Perwakilan Direktorat Koordinasi dan Supervisi (Korsup) Wilayah IV KPK RI, Ismail Hindersah, memberikan arahan terkait upaya pencegahan korupsi. Ia menekankan pentingnya keterkaitan antara RKPD Kutim 2025 dengan dokumen perencanaan pembangunan. RKPD harus sesuai dengan RPJMD 2021-2026, dengan fokus pada penyelarasan prioritas dan tujuan pembangunan tahunan daerah.
“Harus ada kesesuaian antara program tahunan dan aktivitas prioritas dengan rencana prioritas dalam RPJMD kabupaten,” tegas Ismail.
RKPD 2025 juga perlu mempertimbangkan RPJMD provinsi untuk menyesuaikan program dan aktivitas pembangunan kabupaten dengan pembangunan provinsi, termasuk area yang melintasi lebih dari satu kabupaten/kota atau wilayah perbatasan.
Ismail menjelaskan bahwa 51 persen kasus korupsi yang ditangani KPK terkait dengan pengadaan barang/jasa dan keuangan negara, serta beberapa kasus penyuapan dan intervensi pelaksanaan APBN.

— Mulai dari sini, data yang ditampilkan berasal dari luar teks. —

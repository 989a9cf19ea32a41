//! Syslog Collector Binary
//!
//! Receives syslog over UDP/TCP and appends structured rows to a file.

use clap::Parser;
use std::path::PathBuf;
use std::process::ExitCode;
use syslog_collector::config::{CollectorConfig, OutputFormat};
use syslog_collector::server::LogServer;
use tracing::{error, info};
use tracing_subscriber::EnvFilter;

#[derive(Parser)]
#[command(name = "syslog-collector")]
#[command(about = "Syslog collector writing append-only structured logs")]
#[command(version)]
struct Args {
    /// Configuration file path
    #[arg(short, long)]
    config: Option<PathBuf>,

    /// Syslog listen port (UDP, and TCP unless --tcp-port is given)
    #[arg(short, long)]
    port: Option<u16>,

    /// Output file path
    #[arg(short, long)]
    output: Option<PathBuf>,

    /// Metrics endpoint port
    #[arg(short, long)]
    metrics_port: Option<u16>,

    /// Queue capacity
    #[arg(short, long)]
    queue_size: Option<usize>,

    /// Flush interval in milliseconds
    #[arg(long)]
    flush_interval_ms: Option<u64>,

    /// Flush after this many records
    #[arg(long)]
    flush_batch: Option<usize>,

    /// Accept syslog over TCP as well
    #[arg(long)]
    tcp: bool,

    /// TCP listen port
    #[arg(long)]
    tcp_port: Option<u16>,

    /// Output format
    #[arg(long, value_parser = parse_format)]
    format: Option<OutputFormat>,

    /// Address to bind the syslog sockets to
    #[arg(long)]
    bind: Option<String>,

    /// Disable the metrics endpoint
    #[arg(long)]
    no_metrics: bool,

    /// Enable verbose logging
    #[arg(short, long)]
    verbose: bool,
}

fn parse_format(value: &str) -> Result<OutputFormat, String> {
    match value.to_ascii_lowercase().as_str() {
        "csv" => Ok(OutputFormat::Csv),
        "json" => Ok(OutputFormat::Json),
        other => Err(format!("unknown format '{}', expected csv or json", other)),
    }
}

impl Args {
    fn apply(self, config: &mut CollectorConfig) {
        if let Some(port) = self.port {
            config.listener.udp_port = port;
        }
        if let Some(output) = self.output {
            config.storage.output_path = output;
        }
        if let Some(port) = self.metrics_port {
            config.metrics.port = port;
        }
        if let Some(capacity) = self.queue_size {
            config.queue.capacity = capacity;
        }
        if let Some(interval) = self.flush_interval_ms {
            config.storage.flush_interval_ms = interval;
        }
        if let Some(batch) = self.flush_batch {
            config.storage.flush_batch = batch;
        }
        if self.tcp {
            config.listener.tcp_enabled = true;
        }
        if let Some(port) = self.tcp_port {
            config.listener.tcp_enabled = true;
            config.listener.tcp_port = Some(port);
        }
        if let Some(format) = self.format {
            config.storage.format = format;
        }
        if let Some(bind) = self.bind {
            config.listener.bind_address = bind;
        }
        if self.no_metrics {
            config.metrics.enabled = false;
        }
    }
}

async fn shutdown_signal() {
    let ctrl_c = async {
        if let Err(e) = tokio::signal::ctrl_c().await {
            error!(error = %e, "Failed to listen for Ctrl-C");
            std::future::pending::<()>().await;
        }
    };

    #[cfg(unix)]
    let terminate = async {
        match tokio::signal::unix::signal(tokio::signal::unix::SignalKind::terminate()) {
            Ok(mut signal) => {
                signal.recv().await;
            }
            Err(e) => {
                error!(error = %e, "Failed to listen for SIGTERM");
                std::future::pending::<()>().await;
            }
        }
    };

    #[cfg(not(unix))]
    let terminate = std::future::pending::<()>();

    tokio::select! {
        _ = ctrl_c => {}
        _ = terminate => {}
    }
}

async fn run(args: Args) -> syslog_collector::Result<()> {
    let mut config = match &args.config {
        Some(path) => CollectorConfig::from_file(path)?,
        None => CollectorConfig::default(),
    };
    args.apply(&mut config);
    config.validate()?;

    info!("Configuration loaded successfully");
    info!("UDP address: {}", config.listener.udp_bind_address());
    if config.listener.tcp_enabled {
        info!("TCP address: {}", config.listener.tcp_bind_address());
    }
    info!("Output file: {}", config.storage.output_path.display());
    info!(
        "Flush cadence: {} records or {} ms",
        config.storage.flush_batch, config.storage.flush_interval_ms
    );

    let server = LogServer::new(config).await?;
    let handle = server.start().await?;
    handle.run_until(shutdown_signal()).await
}

#[tokio::main]
async fn main() -> ExitCode {
    let args = Args::parse();

    let default_filter = if args.verbose {
        "syslog_collector=debug,info"
    } else {
        "syslog_collector=info,warn"
    };
    let filter =
        EnvFilter::try_from_default_env().unwrap_or_else(|_| EnvFilter::new(default_filter));

    tracing_subscriber::fmt()
        .with_env_filter(filter)
        .with_target(false)
        .with_thread_ids(true)
        .with_file(true)
        .with_line_number(true)
        .init();

    info!("Starting Syslog Collector v{}", env!("CARGO_PKG_VERSION"));

    match run(args).await {
        Ok(()) => {
            info!("Syslog Collector stopped");
            ExitCode::SUCCESS
        }
        Err(e) => {
            error!("Fatal: {}", e);
            eprintln!("syslog-collector: {}", e);
            ExitCode::FAILURE
        }
    }
}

KPK menyarankan penggunaan Monitoring Center of Prevention (MCP) melalui JAGA.ID untuk upaya pencegahan korupsi daerah. MCP mendorong perbaikan dalam tata kelola pemerintahan dan pelayanan publik melalui delapan area intervensi dengan indikator dan sub indikator yang dievaluasi setiap tahun.
“MCP bertujuan untuk mencegah korupsi baik grand corruption maupun petty corruption, dan diharapkan dapat meningkatkan integritas tata kelola pemerintahan serta layanan publik yang akan dinilai secara menyeluruh,” tutup Ismail.